Fritz Kollman: Another Way Home

Skate

Fritz had decided to spend some time in Utah after high school to snowboard and attend the U as an art student. “We used to skate everywhere around campus back in the early ’90s. That’s how I met most of my friends. We skated the fountain ledges and federal building on First South and State,” he says. This was the social center of the skate scene at the time, and where Fritz met two good friends and influential skaters, Mark White and Nate Nelson. “To be honest, it wasn’t like they did anything out of the ordinary that set them apart. They were good skaters—still are—but they took me under their wing. We just became friends through skating, and that was the difference for me. I appreciated the fact that even though I was not originally from Utah, they were just cool to me.”
 
Fritz says that his personal skate style hasn’t changed much since he was a kid, and that generally, all that’s really changed in the scene are the clothes: “Good skaters have been doing the same tricks since back in the day, they’re just doing them better and with a different look.” He opens his laptop and YouTubes “Color Skateboards.” We watch about 10 minutes of the old, early-’90s pro team rip through small gaps and trannies, and do some kick flips. I’ve seen old vids before and always noticed a distinguishable difference between the talent and skill of what was good back then versus what is good now. Prior to the death of the sport, I had thought that street tricks like kick flips, board slides and gaps were just being cultivated, so riders stomping them did it on a small level without much style. This was the first video that changed my opinion. Fritz points out that current pro Guy Mariano resembles the best OG style.

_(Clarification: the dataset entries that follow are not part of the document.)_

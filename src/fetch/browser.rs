use crate::config::LoginConfig;
use crate::error::{FetchError, LoginError};
use crate::fetch::PageFetcher;
use async_trait::async_trait;
use fantoccini::{Client, ClientBuilder, Locator};
use std::time::Duration;
use tokio::time::Instant;

/// WebDriver endpoints tried when the configured one refuses the session
pub const FALLBACK_WEBDRIVER_URLS: [&str; 4] = [
    "http://localhost:9515", // ChromeDriver default
    "http://localhost:4723", // Appium default
    "http://localhost:9222", // Chrome debug port default
    "http://127.0.0.1:4444", // Try with IP instead of localhost
];

const LOGIN_POLL_INTERVAL: Duration = Duration::from_millis(250);

/// Fetches pages through a WebDriver session and can log in through a form
#[derive(Clone)]
pub struct BrowserFetcher {
    client: Client,
}

impl BrowserFetcher {
    /// Connects to the WebDriver instance, falling back to common local endpoints
    pub async fn connect(webdriver_url: &str) -> Result<Self, LoginError> {
        match ClientBuilder::native().connect(webdriver_url).await {
            Ok(client) => {
                ::log::debug!("Connected to WebDriver at {}", webdriver_url);
                return Ok(Self { client });
            }
            Err(e) => {
                ::log::error!("Failed to connect to WebDriver at {}: {}", webdriver_url, e);
            }
        }

        let mut tried = vec![webdriver_url.to_string()];
        for url in FALLBACK_WEBDRIVER_URLS.iter() {
            if *url == webdriver_url {
                continue;
            }

            ::log::info!("Trying fallback WebDriver URL: {}", url);
            tried.push(url.to_string());
            if let Ok(client) = ClientBuilder::native().connect(url).await {
                ::log::debug!("Connected to fallback WebDriver at {}", url);
                return Ok(Self { client });
            }
        }

        ::log::error!(
            "Make sure a WebDriver server is running or set the WEBDRIVER_URL environment variable"
        );
        Err(LoginError::Connect {
            tried: tried.join(", "),
        })
    }

    /// Submits the login form and returns the session cookies as a `Cookie` header value
    pub async fn login(&self, login: &LoginConfig) -> Result<String, LoginError> {
        ::log::info!("Logging in at {}", login.login_url);

        self.client
            .goto(&login.login_url)
            .await
            .map_err(|source| command("opening the login page", source))?;

        let username = self
            .client
            .find(Locator::Css(&login.username_selector))
            .await
            .map_err(|source| command("finding the username field", source))?;
        username
            .send_keys(&login.username)
            .await
            .map_err(|source| command("typing the username", source))?;

        let password = self
            .client
            .find(Locator::Css(&login.password_selector))
            .await
            .map_err(|source| command("finding the password field", source))?;
        password
            .send_keys(&login.password)
            .await
            .map_err(|source| command("typing the password", source))?;

        let submit = self
            .client
            .find(Locator::Css(&login.submit_selector))
            .await
            .map_err(|source| command("finding the submit control", source))?;
        submit
            .click()
            .await
            .map_err(|source| command("submitting the login form", source))?;

        self.wait_for_navigation(login).await?;
        self.session_cookies().await
    }

    /// The session's cookies as `name=value; name=value`
    pub async fn session_cookies(&self) -> Result<String, LoginError> {
        let cookies = self
            .client
            .get_all_cookies()
            .await
            .map_err(|source| command("reading cookies", source))?;

        Ok(cookies
            .iter()
            .map(|c| format!("{}={}", c.name(), c.value()))
            .collect::<Vec<_>>()
            .join("; "))
    }

    /// Ends the WebDriver session
    pub async fn close(self) -> Result<(), LoginError> {
        self.client
            .close()
            .await
            .map_err(|source| command("closing the session", source))
    }

    // Polls until the browser leaves the login page
    async fn wait_for_navigation(&self, login: &LoginConfig) -> Result<(), LoginError> {
        let start = Instant::now();
        let timeout = login.navigation_timeout();

        loop {
            let current = self
                .client
                .current_url()
                .await
                .map_err(|source| command("reading the current URL", source))?;
            if current.as_str().trim_end_matches('/') != login.login_url.trim_end_matches('/') {
                ::log::debug!("Login navigated to {}", current);
                return Ok(());
            }

            if start.elapsed() >= timeout {
                return Err(LoginError::Timeout {
                    login_url: login.login_url.clone(),
                    waited_ms: login.navigation_timeout_ms,
                });
            }
            tokio::time::sleep(LOGIN_POLL_INTERVAL).await;
        }
    }
}

fn command(context: &'static str, source: fantoccini::error::CmdError) -> LoginError {
    LoginError::Command { context, source }
}

/// Maps WebDriver errors during navigation or source retrieval
fn navigation_error(
    error: fantoccini::error::CmdError,
    context: &'static str,
    url: &str,
) -> FetchError {
    if error.to_string().contains("Unable to find session") {
        ::log::warn!("Lost WebDriver session while {} {}", context, url);
    }
    FetchError::WebDriver {
        context,
        url: url.to_string(),
        message: error.to_string(),
    }
}

#[async_trait]
impl PageFetcher for BrowserFetcher {
    async fn fetch(&self, url: &str) -> Result<String, FetchError> {
        ::log::debug!("Navigating to {}", url);

        self.client
            .goto(url)
            .await
            .map_err(|e| navigation_error(e, "accessing", url))?;

        self.client
            .source()
            .await
            .map_err(|e| navigation_error(e, "getting source for", url))
    }
}
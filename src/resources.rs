use crate::error::ResourceError;
use crate::events::{EventSink, LogSink, ProbeEvent};
use crate::results::REPORT_FILE_NAME;
use crate::utils::sanitize_filename;
use reqwest::header::{CONTENT_TYPE, COOKIE};
use scraper::{Html, Selector};
use serde::Serialize;
use std::collections::HashSet;
use std::path::{Path, PathBuf};
use std::sync::Arc;
use url::Url;

/// Where a resource reference came from
#[derive(Debug, Clone, Copy, PartialEq, Eq, Serialize)]
#[serde(rename_all = "lowercase")]
pub enum ResourceKind {
    /// `<script src>`
    Script,
    /// `<link rel="stylesheet" href>`
    Stylesheet,
    /// Given explicitly by the caller
    Listed,
}

/// An absolute resource URL to download
#[derive(Debug, Clone, PartialEq, Eq, Serialize)]
pub struct ResourceRef {
    pub url: String,
    pub kind: ResourceKind,
}

/// A resource written to disk
#[derive(Debug, Clone, PartialEq, Eq, Serialize)]
pub struct SavedResource {
    pub url: String,
    pub path: PathBuf,
    pub bytes: usize,
}

/// Finds external scripts and stylesheets, resolved against the page URL, in document order
pub fn collect_resources(html: &str, page_url: &str) -> Vec<ResourceRef> {
    let Ok(base) = Url::parse(page_url) else {
        ::log::debug!("Page URL {} is not absolute; no resources collected", page_url);
        return Vec::new();
    };

    let doc = Html::parse_document(html);
    let resource_selector =
        Selector::parse(r#"script[src], link[rel="stylesheet"]"#).expect("static selector is valid");

    let mut seen = HashSet::new();
    let mut resources = Vec::new();
    for element in doc.select(&resource_selector) {
        let (reference, kind) = match element.value().name() {
            "script" => (element.value().attr("src"), ResourceKind::Script),
            _ => (element.value().attr("href"), ResourceKind::Stylesheet),
        };
        let Some(reference) = reference.filter(|r| !r.trim().is_empty()) else {
            continue;
        };

        match base.join(reference.trim()) {
            Ok(resolved) => {
                let url = resolved.to_string();
                if seen.insert(url.clone()) {
                    resources.push(ResourceRef { url, kind });
                }
            }
            Err(e) => ::log::debug!("Skipping resource {}: {}", reference, e),
        }
    }

    ::log::debug!("Found {} resources in {}", resources.len(), page_url);
    resources
}

/// Wraps caller-supplied URLs as resources, dropping blanks and duplicates
pub fn listed_resources(urls: &[String]) -> Vec<ResourceRef> {
    let mut seen = HashSet::new();
    urls.iter()
        .map(|u| u.trim())
        .filter(|u| !u.is_empty() && seen.insert(u.to_string()))
        .map(|u| ResourceRef {
            url: u.to_string(),
            kind: ResourceKind::Listed,
        })
        .collect()
}

/// File extension for a `Content-Type` value
pub fn extension_for_content_type(content_type: &str) -> Option<&str> {
    let mime = content_type.split(';').next()?.trim();
    let subtype = mime.split('/').nth(1)?.trim();
    if subtype.is_empty() {
        return None;
    }

    Some(match subtype {
        "javascript" | "x-javascript" | "ecmascript" => "js",
        "plain" => "txt",
        "svg+xml" => "svg",
        "jpeg" => "jpg",
        "octet-stream" => return None,
        other => other,
    })
}

/// Local file name for a downloaded resource.
///
/// Uses the last path segment without its query; when it has no extension, one
/// is derived from the response's content type.
pub fn file_name_for(url: &str, content_type: Option<&str>) -> String {
    let segment = Url::parse(url)
        .ok()
        .and_then(|u| {
            u.path_segments()
                .and_then(|mut segments| segments.next_back().map(|s| s.to_string()))
        })
        .unwrap_or_default();

    let mut name = sanitize_filename(&segment);
    if name.is_empty() {
        name = "index".to_string();
    }

    if !name.contains('.') {
        if let Some(ext) = content_type.and_then(extension_for_content_type) {
            name = format!("{}.{}", name, ext);
        }
    }

    name
}

/// Local file name for a fetched page body; `index.html` for a site root
pub fn page_file_name(url: &str) -> String {
    let name = file_name_for(url, Some("text/html"));
    if name == REPORT_FILE_NAME {
        format!("page-{}", name)
    } else {
        name
    }
}

/// Downloads resources into an output directory
pub struct ResourceDownloader {
    client: reqwest::Client,
    output_dir: PathBuf,
    cookies: Option<String>,
    sink: Arc<dyn EventSink>,
}

impl ResourceDownloader {
    pub fn new(client: reqwest::Client, output_dir: impl AsRef<Path>) -> Self {
        Self {
            client,
            output_dir: output_dir.as_ref().to_path_buf(),
            cookies: None,
            sink: Arc::new(LogSink),
        }
    }

    /// Send a `Cookie` header with every download
    pub fn with_cookies(mut self, cookies: Option<String>) -> Self {
        self.cookies = cookies.filter(|c| !c.is_empty());
        self
    }

    pub fn with_event_sink(mut self, sink: Arc<dyn EventSink>) -> Self {
        self.sink = sink;
        self
    }

    pub fn output_dir(&self) -> &Path {
        &self.output_dir
    }

    /// Downloads one resource and writes it under the output directory
    pub async fn download(&self, resource: &ResourceRef) -> Result<SavedResource, ResourceError> {
        let url = resource.url.as_str();
        let mut request = self.client.get(url);
        if let Some(cookies) = &self.cookies {
            request = request.header(COOKIE, cookies.as_str());
        }

        let response = request.send().await.map_err(|source| ResourceError::Request {
            url: url.to_string(),
            source,
        })?;

        let status = response.status();
        if !status.is_success() {
            return Err(ResourceError::Status {
                url: url.to_string(),
                status: status.as_u16(),
            });
        }

        let content_type = response
            .headers()
            .get(CONTENT_TYPE)
            .and_then(|v| v.to_str().ok())
            .map(|v| v.to_string());
        let body = response.bytes().await.map_err(|source| ResourceError::Request {
            url: url.to_string(),
            source,
        })?;

        self.write_file(url, &file_name_for(url, content_type.as_deref()), &body)
            .await
    }

    /// Downloads every resource in order; failures are reported and skipped
    pub async fn download_all(&self, resources: &[ResourceRef]) -> Vec<SavedResource> {
        let mut saved = Vec::with_capacity(resources.len());
        for resource in resources {
            let outcome = self.download(resource).await;
            saved.extend(self.record(&resource.url, outcome));
        }
        saved
    }

    /// Writes an already fetched page body next to its resources
    pub async fn save_page(&self, url: &str, html: &str) -> Option<SavedResource> {
        let outcome = self
            .write_file(url, &page_file_name(url), html.as_bytes())
            .await;
        self.record(url, outcome)
    }

    async fn write_file(
        &self,
        url: &str,
        name: &str,
        body: &[u8],
    ) -> Result<SavedResource, ResourceError> {
        tokio::fs::create_dir_all(&self.output_dir)
            .await
            .map_err(|source| ResourceError::Io {
                path: self.output_dir.clone(),
                source,
            })?;

        let path = self.output_dir.join(name);
        tokio::fs::write(&path, body)
            .await
            .map_err(|source| ResourceError::Io {
                path: path.clone(),
                source,
            })?;

        Ok(SavedResource {
            url: url.to_string(),
            path,
            bytes: body.len(),
        })
    }

    // Reports the outcome through the sink
    fn record(
        &self,
        url: &str,
        outcome: Result<SavedResource, ResourceError>,
    ) -> Option<SavedResource> {
        match outcome {
            Ok(file) => {
                self.sink.emit(ProbeEvent::ResourceSaved {
                    url: file.url.clone(),
                    path: file.path.clone(),
                    bytes: file.bytes,
                });
                Some(file)
            }
            Err(e) => {
                self.sink.emit(ProbeEvent::DownloadFailed {
                    url: url.to_string(),
                    error: e.to_string(),
                });
                None
            }
        }
    }
}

Mariano, dating back to the Powell-Peralta days, recently ended the Pretty Sweet video from Chocolate/Girl companies that put him in the running for the anticipated Skater of the Year Award.
 
These days, though Fritz doesn’t have the time to skate every day, he still makes an effort  to keep up the hobby. “I skate at least once a week at Guthrie, Rose Park or the mini ramp at Ashley Woodward’s place. A bunch of us get together for a few hours each week—we call it ‘Old Man’s Night.’ No one judges you if you’re having an off night,” he says. Fritz gets up from our interviewing couch and walks around his house, gathering the essentials for an impromptu skate session I just asked him to indulge in. We walk outside to his neighborhood’s shitty pavement with cracks and loose rocks all around. I wince at the poor conditions, but it doesn’t throw him. He throws down his board and begins with his switch tricks, no-complies—his favorite. Fritz skates with an ease you’d expect from a guy who’s been doing it for over 20 years, but at the same time, it’s unique. I can tell skating is more than something that just passes the time for him. 
 
“Skating is a release. Skating changes the way I view the world. There are two things I do that determine my outlook: plants and skating. You start to see things that other people don’t. When you’re a skater, you walk or drive around, hoping to find potential in things that society has made cold and impersonal. You can connect with the mundane. Even my country-ass driveway has the potential for a thousand tricks. Sometimes, I’ll notice the same spot over and over, and even deem it un-skateable, but each time I go by that same spot, I’ll still look at it, hoping to find the potential it has. The same goes with plants. You wonder about it, you question it, and it means something. This approach to life defines who I am,” says Fritz. 
 
He keeps skating, doing a few flips, a few switches, and rolling back and forth until his heavy breaths get closer together. “I started smoking again,” he says as he bends to rest his hands on his knees. Fritz could have been panting from the minute he hopped on his skate, and I wouldn’t have noticed. His energy, his style and conscious deliberation trump any negative at play.